Yüzümü cama çevirip onun göremeyeceği şekilde göz devirdim.
- - -
Alışveriş merkezinin içine girince doğru oyuncakçıya doğru gittik."Ne işimiz var burda ?" Kenardaki kocaman ayıcığı kucağıma aldım ve ne kadar yumuşak olduğunu test etmek için sıkıca sarıldım.
"Bir kaç bir şey alacağız. Gitte sepeti getir." Emir vermesi ne kadar sinir olsa da tuhaf bir şekilde katlanılası.
"Emredersin kaptan !" Girişte gördüğüm sepetlere doğru koşarak gittim. Bir tanesini kaptığım gibi geri döndüm.
Borayı eli oyuncaklarla doluydu. Yanına vardığımda elindekileri doğruca sepete attı.
Bir sepet dolusu peluş oyuncakla kasaya doğru ilerlerken bir teyze RESMEN önümüzü kesti.
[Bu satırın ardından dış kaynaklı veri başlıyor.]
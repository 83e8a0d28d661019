//! Interface de linha de comando do dialectic baseada em clap.
//!
//! Define a struct [`Cli`] com subcomandos [`Command`] (init, generate,
//! resume, status, recipes, fail-job) e flags globais (--state, --max-retries,
//! --workers, --verbose).

use std::path::PathBuf;

use clap::{Parser, Subcommand};
use uuid::Uuid;

/// dialectic: orquestrador de geração em estágios com múltiplos modelos.
#[derive(Debug, Parser)]
#[command(name = "dialectic", version, about)]
pub struct Cli {
    #[command(subcommand)]
    pub command: Command,

    /// Arquivo de estado (sobrepõe `state_path` do dialectic.toml).
    #[arg(long, global = true)]
    pub state: Option<PathBuf>,

    /// Número máximo de tentativas por job (mínimo 1).
    #[arg(long, global = true, value_parser = clap::value_parser!(u32).range(1..))]
    pub max_retries: Option<u32>,

    /// Número de workers concorrentes.
    #[arg(long, global = true)]
    pub workers: Option<usize>,

    /// Habilita saída detalhada (verbose).
    #[arg(long, short, global = true, default_value_t = false)]
    pub verbose: bool,
}

#[derive(Debug, Subcommand)]
pub enum Command {
    /// Cria um projeto e a sua sessão, pronta para o estágio thesis.
    Init {
        /// Nome do projeto.
        #[arg(long)]
        name: String,

        /// Descrição inicial do que deve ser planejado.
        #[arg(long)]
        prompt: String,

        /// Modelos participantes (repetível).
        #[arg(long = "model", default_values_t = vec!["claude-sonnet".to_string()])]
        models: Vec<String>,

        /// Dono do projeto.
        #[arg(long, default_value = "local")]
        owner: String,
    },

    /// Planeja o estágio atual da sessão e processa os jobs até esvaziar a fila.
    Generate {
        /// Sessão alvo; sem valor usa a sessão mais recente.
        #[arg(long)]
        session: Option<Uuid>,

        #[arg(long, default_value = "local-wallet")]
        wallet: String,

        #[arg(long, default_value = "local")]
        auth_token: String,

        /// Usa o modelo stub em vez do provedor real.
        #[arg(long, default_value_t = false)]
        test: bool,

        /// Não pede continuação quando a resposta vem truncada.
        #[arg(long, default_value_t = false)]
        no_continue: bool,
    },

    /// Retoma jobs pendentes sem planejar: recupera jobs presos em
    /// `processing` por um worker interrompido e processa a fila.
    Resume {
        /// Sessão cujo estado é mostrado ao final; sem valor usa a mais recente.
        #[arg(long)]
        session: Option<Uuid>,
    },

    /// Mostra o estado da sessão, contribuições por modelo e jobs.
    Status {
        #[arg(long)]
        session: Option<Uuid>,
    },

    /// Lista os estágios e passos das receitas carregadas.
    Recipes,

    /// Marca um job como falho (ação de operador).
    FailJob {
        job_id: Uuid,

        #[arg(long, default_value = "forced by operator")]
        reason: String,
    },
}
//! User notifications for job lifecycle edges.
//!
//! Status cascades queue notifications on the transaction's [`Tables`]; the
//! store hands them to its [`Notifier`] only after the transaction commits,
//! so a rolled-back write never announces anything.
//!
//! [`Tables`]: crate::store::Tables

use std::fmt::Debug;

use chrono::{DateTime, Utc};
use serde::{Deserialize, Serialize};
use tokio::sync::mpsc::UnboundedSender;
use tracing::{debug, info};
use uuid::Uuid;

use crate::session::{SessionStatus, Stage};

/// One lifecycle event, addressed to the owner of the project.
#[derive(Debug, Clone, PartialEq, Serialize, Deserialize)]
pub struct Notification {
    pub target_user_id: String,
    pub session_id: Uuid,
    pub stage: Stage,
    #[serde(flatten)]
    pub event: Event,
}

#[derive(Debug, Clone, PartialEq, Serialize, Deserialize)]
#[serde(tag = "notification_type", rename_all = "snake_case")]
pub enum Event {
    /// A root PLAN job was claimed for the first time.
    ContributionGenerationStarted { job_id: Uuid, model_id: String },
    ContributionGenerationRetrying {
        job_id: Uuid,
        /// Attempt that just failed.
        attempt: u32,
        max_retries: u32,
        retry_at: Option<DateTime<Utc>>,
    },
    /// An EXECUTE job stored model output.
    DialecticContributionReceived {
        job_id: Uuid,
        model_id: String,
        document_key: String,
        is_continuing: bool,
    },
    /// Every root of the stage completed and the session advanced.
    ContributionGenerationComplete { status: SessionStatus },
    /// A root PLAN job ended in failure.
    ContributionGenerationFailed {
        job_id: Uuid,
        model_id: String,
        code: Option<String>,
        message: Option<String>,
    },
}

impl Event {
    pub fn kind(&self) -> &'static str {
        match self {
            Event::ContributionGenerationStarted { .. } => "contribution_generation_started",
            Event::ContributionGenerationRetrying { .. } => "contribution_generation_retrying",
            Event::DialecticContributionReceived { .. } => "dialectic_contribution_received",
            Event::ContributionGenerationComplete { .. } => "contribution_generation_complete",
            Event::ContributionGenerationFailed { .. } => "contribution_generation_failed",
        }
    }
}

/// Delivers committed notifications. Called outside the store lock.
pub trait Notifier: Send + Sync + Debug {
    fn notify(&self, notification: &Notification);
}

/// Writes notifications to the log.
#[derive(Debug, Clone, Copy, Default)]
pub struct LogNotifier;

impl Notifier for LogNotifier {
    fn notify(&self, notification: &Notification) {
        info!(
            user = %notification.target_user_id,
            session_id = %notification.session_id,
            stage = %notification.stage,
            kind = notification.event.kind(),
            "notification"
        );
    }
}

/// Forwards notifications into a channel for an async consumer.
#[derive(Debug, Clone)]
pub struct ChannelNotifier {
    sender: UnboundedSender<Notification>,
}

impl ChannelNotifier {
    pub fn new(sender: UnboundedSender<Notification>) -> Self {
        Self { sender }
    }
}

impl Notifier for ChannelNotifier {
    fn notify(&self, notification: &Notification) {
        if self.sender.send(notification.clone()).is_err() {
            debug!(kind = notification.event.kind(), "notification receiver dropped");
        }
    }
}

#[cfg(test)]
mod tests {
    use super::*;
    use tokio::sync::mpsc::unbounded_channel;

    fn started() -> Notification {
        Notification {
            target_user_id: "user-1".into(),
            session_id: Uuid::nil(),
            stage: Stage::Thesis,
            event: Event::ContributionGenerationStarted {
                job_id: Uuid::nil(),
                model_id: "claude-sonnet".into(),
            },
        }
    }

    #[test]
    fn wire_format_is_flat_and_tagged() {
        let json = serde_json::to_value(started()).unwrap();
        assert_eq!(json["notification_type"], "contribution_generation_started");
        assert_eq!(json["target_user_id"], "user-1");
        assert_eq!(json["stage"], "thesis");
        assert_eq!(json["model_id"], "claude-sonnet");
    }

    #[test]
    fn channel_notifier_forwards_and_tolerates_closed_receiver() {
        let (tx, mut rx) = unbounded_channel();
        let notifier = ChannelNotifier::new(tx);
        notifier.notify(&started());
        assert_eq!(rx.try_recv().unwrap(), started());

        drop(rx);
        notifier.notify(&started());
    }
}
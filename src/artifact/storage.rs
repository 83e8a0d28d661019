//! Blob storage seam and the two adapters the crate ships with.

use std::collections::HashMap;
use std::path::{Path, PathBuf};
use std::sync::Mutex;

use async_trait::async_trait;
use thiserror::Error;
use tokio::io::AsyncWriteExt;

#[derive(Debug, Error)]
pub enum StorageError {
    /// Paths are unique per attempt, so an existing object means a collision.
    #[error("object already exists: {bucket}/{path}")]
    AlreadyExists { bucket: String, path: String },

    #[error("object not found: {bucket}/{path}")]
    NotFound { bucket: String, path: String },

    #[error("storage call timed out after {timeout_ms}ms: {path}")]
    Timeout { path: String, timeout_ms: u64 },

    #[error("invalid object path: {0}")]
    InvalidPath(String),

    #[error("storage backend error: {0}")]
    Backend(String),

    #[error("storage IO error: {0}")]
    Io(#[from] std::io::Error),
}

/// Append-only object storage.
#[async_trait]
pub trait ArtifactStorage: Send + Sync {
    /// Store `bytes` at `path`. Fails with [`StorageError::AlreadyExists`]
    /// instead of overwriting.
    async fn upload(&self, bucket: &str, path: &str, bytes: Vec<u8>) -> Result<(), StorageError>;

    async fn download(&self, bucket: &str, path: &str) -> Result<Vec<u8>, StorageError>;
}

/// In-process storage, used by tests and dry runs.
#[derive(Debug, Default)]
pub struct MemoryStorage {
    objects: Mutex<HashMap<(String, String), Vec<u8>>>,
}

impl MemoryStorage {
    pub fn new() -> Self {
        Self::default()
    }

    /// Object keys currently stored in `bucket`, sorted.
    pub fn keys(&self, bucket: &str) -> Vec<String> {
        let Ok(objects) = self.objects.lock() else {
            return Vec::new();
        };
        let mut keys: Vec<String> = objects
            .keys()
            .filter(|(b, _)| b == bucket)
            .map(|(_, p)| p.clone())
            .collect();
        keys.sort();
        keys
    }
}

#[async_trait]
impl ArtifactStorage for MemoryStorage {
    async fn upload(&self, bucket: &str, path: &str, bytes: Vec<u8>) -> Result<(), StorageError> {
        let mut objects = self
            .objects
            .lock()
            .map_err(|_| StorageError::Backend("memory storage lock poisoned".into()))?;
        let key = (bucket.to_string(), path.to_string());
        if objects.contains_key(&key) {
            return Err(StorageError::AlreadyExists {
                bucket: bucket.to_string(),
                path: path.to_string(),
            });
        }
        objects.insert(key, bytes);
        Ok(())
    }

    async fn download(&self, bucket: &str, path: &str) -> Result<Vec<u8>, StorageError> {
        let objects = self
            .objects
            .lock()
            .map_err(|_| StorageError::Backend("memory storage lock poisoned".into()))?;
        objects
            .get(&(bucket.to_string(), path.to_string()))
            .cloned()
            .ok_or_else(|| StorageError::NotFound {
                bucket: bucket.to_string(),
                path: path.to_string(),
            })
    }
}

/// Storage rooted at a local directory: `{root}/{bucket}/{path}`.
#[derive(Debug, Clone)]
pub struct FsStorage {
    root: PathBuf,
}

impl FsStorage {
    pub fn new(root: impl Into<PathBuf>) -> Self {
        Self { root: root.into() }
    }

    fn resolve(&self, bucket: &str, path: &str) -> Result<PathBuf, StorageError> {
        let relative = Path::new(path);
        let escapes = relative.components().any(|c| {
            !matches!(c, std::path::Component::Normal(_))
        });
        if bucket.is_empty() || bucket.contains(['/', '\\']) || escapes {
            return Err(StorageError::InvalidPath(format!("{bucket}/{path}")));
        }
        Ok(self.root.join(bucket).join(relative))
    }
}

#[async_trait]
impl ArtifactStorage for FsStorage {
    async fn upload(&self, bucket: &str, path: &str, bytes: Vec<u8>) -> Result<(), StorageError> {
        let target = self.resolve(bucket, path)?;
        if let Some(parent) = target.parent() {
            tokio::fs::create_dir_all(parent).await?;
        }
        let mut file = match tokio::fs::OpenOptions::new()
            .write(true)
            .create_new(true)
            .open(&target)
            .await
        {
            Ok(file) => file,
            Err(e) if e.kind() == std::io::ErrorKind::AlreadyExists => {
                return Err(StorageError::AlreadyExists {
                    bucket: bucket.to_string(),
                    path: path.to_string(),
                });
            }
            Err(e) => return Err(e.into()),
        };
        file.write_all(&bytes).await?;
        file.flush().await?;
        Ok(())
    }

    async fn download(&self, bucket: &str, path: &str) -> Result<Vec<u8>, StorageError> {
        let target = self.resolve(bucket, path)?;
        match tokio::fs::read(&target).await {
            Ok(bytes) => Ok(bytes),
            Err(e) if e.kind() == std::io::ErrorKind::NotFound => Err(StorageError::NotFound {
                bucket: bucket.to_string(),
                path: path.to_string(),
            }),
            Err(e) => Err(e.into()),
        }
    }
}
Ben daha ne olduğunu anlamadan elini karnıma koydu. "İlk çocuğunuz mu ?"
Gözlerim pörtlek pörtlek teyzeye bakarken Bora sadece kıkırdamakla yetinmedi üstüne birde "Evet teyzecim." diyiverdi.
Bu sefer pörtlek gözlerimin adresi Bora oldu.
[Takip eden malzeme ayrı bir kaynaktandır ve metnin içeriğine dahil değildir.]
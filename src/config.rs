//! Configuração do dialectic carregada a partir de `dialectic.toml`.
//!
//! A struct [`DialecticConfig`] contém todos os parâmetros configuráveis.
//! Valores não presentes no arquivo usam defaults sensíveis.
//! A variável de ambiente `ANTHROPIC_API_KEY` tem precedência sobre o arquivo.

use anyhow::{Context, Result, bail};
use serde::Deserialize;
use std::path::{Path, PathBuf};
use std::time::Duration;

use crate::model::{ModelCatalog, ModelInfo};
use crate::state_machine::RetryConfig;
use crate::worker::WorkerSettings;

pub const CONFIG_FILE: &str = "dialectic.toml";

/// Configuração de nível superior carregada de `dialectic.toml`.
#[derive(Debug, Clone, Deserialize)]
pub struct DialecticConfig {
    /// Chave da API Anthropic. Vazia significa modo offline (modelo stub).
    #[serde(default)]
    pub api_key: String,

    /// Máximo de tentativas antes de marcar um job como `retry_loop_failed`.
    #[serde(default = "default_max_retries")]
    pub max_retries: u32,

    /// Atraso base em milissegundos para backoff exponencial.
    #[serde(default = "default_base_delay_ms")]
    pub base_delay_ms: u64,

    /// Máximo de continuações por job EXECUTE truncado.
    #[serde(default = "default_max_continuations")]
    pub max_continuations: u32,

    /// Número de workers concorrentes.
    #[serde(default = "default_workers")]
    pub workers: usize,

    #[serde(default = "default_model_timeout_secs")]
    pub model_timeout_secs: u64,

    #[serde(default = "default_storage_timeout_secs")]
    pub storage_timeout_secs: u64,

    #[serde(default = "default_max_tokens")]
    pub max_tokens: u32,

    /// Segundos após os quais um job em `processing` é considerado órfão.
    #[serde(default = "default_claim_lease_secs")]
    pub claim_lease_secs: u64,

    /// Diretório raiz dos artefatos gerados.
    #[serde(default = "default_storage_root")]
    pub storage_root: PathBuf,

    #[serde(default = "default_storage_bucket")]
    pub storage_bucket: String,

    /// Snapshot JSON do store de jobs, sessões e recursos.
    #[serde(default = "default_state_path")]
    pub state_path: PathBuf,

    /// Receitas próprias; sem valor usa as receitas embutidas.
    #[serde(default)]
    pub recipes_path: Option<PathBuf>,

    /// Filtro de log no formato do `EnvFilter`.
    #[serde(default = "default_log_filter")]
    pub log_filter: String,

    /// Catálogo de modelos; vazio usa o catálogo padrão.
    #[serde(default)]
    pub models: Vec<ModelInfo>,
}

// Valor padrão para tentativas máximas: 3.
fn default_max_retries() -> u32 {
    3
}

// Valor padrão para o atraso base: 1000ms.
fn default_base_delay_ms() -> u64 {
    1000
}

fn default_max_continuations() -> u32 {
    5
}

fn default_workers() -> usize {
    4
}

fn default_model_timeout_secs() -> u64 {
    120
}

fn default_storage_timeout_secs() -> u64 {
    30
}

fn default_max_tokens() -> u32 {
    4096
}

fn default_claim_lease_secs() -> u64 {
    600
}

fn default_storage_root() -> PathBuf {
    PathBuf::from(".dialectic/storage")
}

fn default_storage_bucket() -> String {
    "dialectic".to_string()
}

fn default_state_path() -> PathBuf {
    PathBuf::from(".dialectic/state.json")
}

fn default_log_filter() -> String {
    "dialectic=info".to_string()
}

impl Default for DialecticConfig {
    fn default() -> Self {
        Self {
            api_key: String::new(),
            max_retries: default_max_retries(),
            base_delay_ms: default_base_delay_ms(),
            max_continuations: default_max_continuations(),
            workers: default_workers(),
            model_timeout_secs: default_model_timeout_secs(),
            storage_timeout_secs: default_storage_timeout_secs(),
            max_tokens: default_max_tokens(),
            claim_lease_secs: default_claim_lease_secs(),
            storage_root: default_storage_root(),
            storage_bucket: default_storage_bucket(),
            state_path: default_state_path(),
            recipes_path: None,
            log_filter: default_log_filter(),
            models: Vec::new(),
        }
    }
}

impl DialecticConfig {
    /// Carrega a configuração de `dialectic.toml` no diretório atual.
    /// Usa valores padrão se o arquivo não existir.
    pub fn load() -> Result<Self> {
        Self::load_from(Path::new(CONFIG_FILE))
    }

    pub fn load_from(path: &Path) -> Result<Self> {
        let mut config = if path.exists() {
            let contents = std::fs::read_to_string(path)
                .with_context(|| format!("reading {}", path.display()))?;
            toml::from_str::<DialecticConfig>(&contents)
                .with_context(|| format!("parsing {}", path.display()))?
        } else {
            Self::default()
        };

        // Variável de ambiente tem precedência sobre o arquivo de configuração para a chave API.
        if let Ok(key) = std::env::var("ANTHROPIC_API_KEY")
            && !key.is_empty()
        {
            config.api_key = key;
        }

        config
            .validate()
            .with_context(|| format!("invalid {}", path.display()))?;
        Ok(config)
    }

    /// Rejeita valores que o planejador recusaria de qualquer forma.
    pub fn validate(&self) -> Result<()> {
        if self.max_retries == 0 {
            bail!("max_retries must be at least 1");
        }
        Ok(())
    }

    pub fn retry_config(&self) -> RetryConfig {
        RetryConfig {
            max_retries: self.max_retries,
            base_delay_ms: self.base_delay_ms,
        }
    }

    pub fn worker_settings(&self) -> WorkerSettings {
        WorkerSettings {
            retry: self.retry_config(),
            max_continuations: self.max_continuations,
            model_timeout: Duration::from_secs(self.model_timeout_secs),
            max_tokens: self.max_tokens,
            claim_lease: Duration::from_secs(self.claim_lease_secs),
        }
    }

    pub fn storage_timeout(&self) -> Duration {
        Duration::from_secs(self.storage_timeout_secs)
    }

    pub fn catalog(&self) -> ModelCatalog {
        if self.models.is_empty() {
            ModelCatalog::default()
        } else {
            ModelCatalog::new(self.models.clone())
        }
    }
}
" Erkek sanki bu " diye kocaman sırıtan teyzeye karşılık yine Bora'dan geldi.
"Evet teyzecim adını Ege diye düşündük." Duruma el koymanın vakti geldi artık söz konusu benim karnımdaki çocuk. Tabikii de ismini ben koymalıyım.
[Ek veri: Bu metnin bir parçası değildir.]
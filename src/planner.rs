//! Turns a generation request into root PLAN jobs, and a PLAN job into waves
//! of EXECUTE jobs.

use std::collections::HashSet;
use std::sync::Arc;

use serde::{Deserialize, Serialize};
use tracing::info;
use uuid::Uuid;

use crate::artifact::path::sanitize_for_path;
use crate::artifact::{SourceScope, select_sources};
use crate::error::{DialecticError, Result};
use crate::model::ModelCatalog;
use crate::recipe::{Recipe, RecipeRepository, RecipeStep};
use crate::session::{SessionStatus, Stage};
use crate::state_machine::{
    ExecutePayload, Job, JobPayload, JobType, PassContext, PlanPayload,
};
use crate::store::{Store, Tables};

/// Caller request to start generation for one stage.
#[derive(Debug, Clone, Serialize, Deserialize)]
#[serde(rename_all = "camelCase")]
pub struct GenerationRequest {
    pub project_id: Uuid,
    pub session_id: Uuid,
    pub stage_slug: String,
    pub iteration_number: u32,
    pub selected_model_ids: Vec<String>,
    pub wallet_id: String,
    pub auth_token: String,
    #[serde(default)]
    pub continue_until_complete: Option<bool>,
    #[serde(default)]
    pub max_retries: Option<u32>,
    #[serde(default)]
    pub is_test_job: Option<bool>,
}

#[derive(Debug, Clone, PartialEq, Eq, Serialize, Deserialize)]
pub struct GenerationResponse {
    pub job_ids: Vec<Uuid>,
}

/// What a PLAN job should do next.
#[derive(Debug)]
pub enum Expansion {
    /// New EXECUTE jobs for this wave.
    Spawn(Vec<Job>),
    /// Every recipe step has been expanded.
    Finished,
    /// Steps remain but none can ever start. Lists the missing inputs.
    Blocked(Vec<String>),
}

pub struct JobPlanner {
    store: Arc<Store>,
    recipes: Arc<dyn RecipeRepository>,
    catalog: Arc<ModelCatalog>,
    default_max_retries: u32,
}

impl JobPlanner {
    pub fn new(
        store: Arc<Store>,
        recipes: Arc<dyn RecipeRepository>,
        catalog: Arc<ModelCatalog>,
        default_max_retries: u32,
    ) -> Self {
        Self {
            store,
            recipes,
            catalog,
            default_max_retries,
        }
    }

    /// Validate the request and create one root PLAN job per selected model.
    /// Either every root job is created or none is.
    pub fn plan(&self, req: &GenerationRequest) -> Result<GenerationResponse> {
        if req.wallet_id.trim().is_empty() {
            return Err(DialecticError::Validation("walletId is required".into()));
        }
        if req.auth_token.trim().is_empty() {
            return Err(DialecticError::Validation("authToken is required".into()));
        }
        if req.selected_model_ids.is_empty() {
            return Err(DialecticError::Validation(
                "selectedModelIds must not be empty".into(),
            ));
        }
        if req.iteration_number == 0 {
            return Err(DialecticError::Validation(
                "iterationNumber starts at 1".into(),
            ));
        }
        let mut unique = HashSet::new();
        if let Some(dup) = req.selected_model_ids.iter().find(|m| !unique.insert(m.as_str())) {
            return Err(DialecticError::Validation(format!(
                "model '{dup}' selected twice"
            )));
        }

        let stage: Stage = req
            .stage_slug
            .parse()
            .map_err(|e: String| DialecticError::NotFound(e))?;
        let recipe = self
            .recipes
            .recipe_for(stage)
            .ok_or_else(|| DialecticError::NotFound(format!("recipe for stage '{stage}'")))?;
        if recipe.steps.is_empty() {
            return Err(DialecticError::NotFound(format!(
                "recipe for stage '{stage}' has no steps"
            )));
        }
        for model_id in &req.selected_model_ids {
            if self.catalog.get(model_id).is_none() {
                return Err(DialecticError::NotFound(format!("model '{model_id}'")));
            }
        }

        let max_retries = req.max_retries.unwrap_or(self.default_max_retries);
        if max_retries == 0 {
            return Err(DialecticError::Validation(
                "maxRetries must be at least 1".into(),
            ));
        }
        let job_ids = self.store.transaction(|tx| {
            let project = tx.project(req.project_id)?;
            if project.owner_user_id.trim().is_empty() {
                return Err(DialecticError::NotFound(format!(
                    "owner of project {}",
                    project.id
                )));
            }
            let user_id = project.owner_user_id.clone();

            let session = tx.session(req.session_id)?;
            if session.project_id != req.project_id {
                return Err(DialecticError::Validation(format!(
                    "session {} does not belong to project {}",
                    session.id, req.project_id
                )));
            }
            if session.iteration_count != req.iteration_number {
                return Err(DialecticError::Validation(format!(
                    "session is on iteration {}, not {}",
                    session.iteration_count, req.iteration_number
                )));
            }
            if session.current_stage != stage {
                return Err(DialecticError::Validation(format!(
                    "session is on stage '{}', not '{stage}'",
                    session.current_stage
                )));
            }
            if session.status != SessionStatus::Pending(stage) {
                return Err(DialecticError::Validation(format!(
                    "session status is '{}', expected 'pending_{stage}'",
                    session.status
                )));
            }
            if !tx
                .root_plan_jobs(req.session_id, stage, req.iteration_number)
                .is_empty()
            {
                return Err(DialecticError::Conflict(format!(
                    "stage '{stage}' of iteration {} is already planned",
                    req.iteration_number
                )));
            }

            let mut ids = Vec::with_capacity(req.selected_model_ids.len());
            for model_id in &req.selected_model_ids {
                let payload = JobPayload::Plan(PlanPayload {
                    pass: PassContext {
                        project_id: req.project_id,
                        model_id: model_id.clone(),
                        wallet_id: req.wallet_id.clone(),
                        auth_token: req.auth_token.clone(),
                        continue_until_complete: req.continue_until_complete.unwrap_or(false),
                        source_group: Uuid::new_v4(),
                    },
                    user_id: user_id.clone(),
                });
                let job = Job::root(
                    req.session_id,
                    stage,
                    req.iteration_number,
                    payload,
                    max_retries,
                    req.is_test_job.unwrap_or(false),
                );
                ids.push(job.id);
                tx.insert_job(job)?;
            }
            Ok(ids)
        })?;

        info!(
            session_id = %req.session_id,
            %stage,
            iteration = req.iteration_number,
            roots = job_ids.len(),
            "planned stage"
        );
        Ok(GenerationResponse { job_ids })
    }
}

/// Work out the next wave of EXECUTE jobs for `plan`.
///
/// - steps whose required inputs all exist start as `pending`
/// - steps missing only inputs that one step of this wave writes directly
///   wait on that step's job
/// - everything else waits for a later wave
pub fn expand_plan(tables: &Tables, plan: &Job, payload: &PlanPayload, recipe: &Recipe) -> Expansion {
    let expanded: HashSet<&str> = tables
        .children(plan.id)
        .into_iter()
        .filter(|j| j.job_type == JobType::Execute)
        .filter_map(|j| j.payload.step_slug())
        .collect();
    let remaining: Vec<&RecipeStep> = recipe
        .steps
        .iter()
        .filter(|s| !expanded.contains(s.step_slug.as_str()))
        .collect();
    if remaining.is_empty() {
        return Expansion::Finished;
    }

    let scope = SourceScope::for_job(plan);
    let mut wave: Vec<(&str, Job)> = Vec::new();
    let mut missing_report = Vec::new();

    for step in &remaining {
        let selection = select_sources(tables, &scope, &step.inputs_required);
        if selection.is_satisfied() {
            let anchor = anchor_model(step, &selection, &payload.pass.model_id);
            wave.push((step.step_slug.as_str(), execute_job(plan, payload, step, anchor)));
        }
    }

    loop {
        let mut changed = false;
        for step in &remaining {
            if wave.iter().any(|(slug, _)| *slug == step.step_slug) {
                continue;
            }
            let selection = select_sources(tables, &scope, &step.inputs_required);
            let producers: Option<HashSet<&str>> = selection
                .missing
                .iter()
                .map(|rule| {
                    recipe
                        .producer_of(rule)
                        .filter(|p| p.outputs_required.execute_output() == Some(rule.kind.resource_type()))
                        .map(|p| p.step_slug.as_str())
                        .filter(|slug| wave.iter().any(|(s, _)| s == slug))
                })
                .collect();
            let Some(producers) = producers.filter(|p| p.len() == 1) else {
                continue;
            };
            let Some(producer_job) = producers
                .iter()
                .next()
                .and_then(|slug| wave.iter().find(|(s, _)| s == slug))
                .map(|(_, job)| job.id)
            else {
                continue;
            };
            let anchor = anchor_model(step, &selection, &payload.pass.model_id);
            let job = execute_job(plan, payload, step, anchor).waiting_on(producer_job);
            wave.push((step.step_slug.as_str(), job));
            changed = true;
        }
        if !changed {
            break;
        }
    }

    if wave.is_empty() {
        for step in &remaining {
            let selection = select_sources(tables, &scope, &step.inputs_required);
            for rule in selection.missing {
                missing_report.push(format!("{}<-{}:{}", step.step_slug, rule.slug, rule.document_key));
            }
        }
        return Expansion::Blocked(missing_report);
    }

    Expansion::Spawn(wave.into_iter().map(|(_, job)| job).collect())
}

fn execute_job(plan: &Job, payload: &PlanPayload, step: &RecipeStep, anchor: Option<String>) -> Job {
    Job::child(
        plan,
        JobPayload::Execute(ExecutePayload {
            pass: payload.pass.clone(),
            step_slug: step.step_slug.clone(),
            document_key: step.outputs_required.document_key.clone(),
            source_anchor_model_slug: anchor,
            continuation: None,
        }),
    )
}

/// Model slug of the document this step critiques, preferring another model's work.
fn anchor_model(
    step: &RecipeStep,
    selection: &crate::artifact::SourceSelection,
    own_model: &str,
) -> Option<String> {
    let rule = step.inputs_required.iter().find(|r| r.anchor)?;
    let candidates: Vec<_> = selection.matching(rule).collect();
    candidates
        .iter()
        .find(|r| r.model_id != own_model)
        .or_else(|| candidates.first())
        .map(|r| sanitize_for_path(&r.model_id))
}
"Öyle mi ? Benim niye haberim yok." diye haykırıverdim Bora'ya. Önce şaşkına uğrayan Bora elini belime yerleştirdi ve beni kendine çekti.
"Karıcım senin yine dengesizliğin tuttu. Beraber koymadık mı ismini.." Karıcım. Bu kadar yakın olmak cidden beni geriyordu. Nefes almakta zorlanıyordum. "yaparken.".
Belime dolanan ellerinden kurtuldum ve yüzüne esaslı bir tokat indirdim. Bu beni bu kadar heycenlandırdığı içindi. Kontrolümü kaybetmeme sebep olduğu için. "Ben arabada bekliyorum öde de gel." dedim ve mağazadan çıktım.
- - -
Evet tahmininiz üzere yaptığım şeyin saçmalığı 10 saniye sonra o gerektiği zaman yerinde olmayan beynime dank etmiş bulundu. Ve ondan sonra olaylar şöyle gerçekleşti :
- - -
Kapıdan çıktıktan iki saniye sonra kendi kendime söylenmeye başladım. Nasıl olur da böyle saçma bir harekette bulunmuştum. Yani normalde asla böyle davranmazdım. Ama neden Bora'nın yanında normal olamıyordum. Yani böyle küçük bir şakayı büyütüp bu duruma getirdiğimi inanamıyorum. Şimdi çocuğun yüzüne nasıl bakacağım.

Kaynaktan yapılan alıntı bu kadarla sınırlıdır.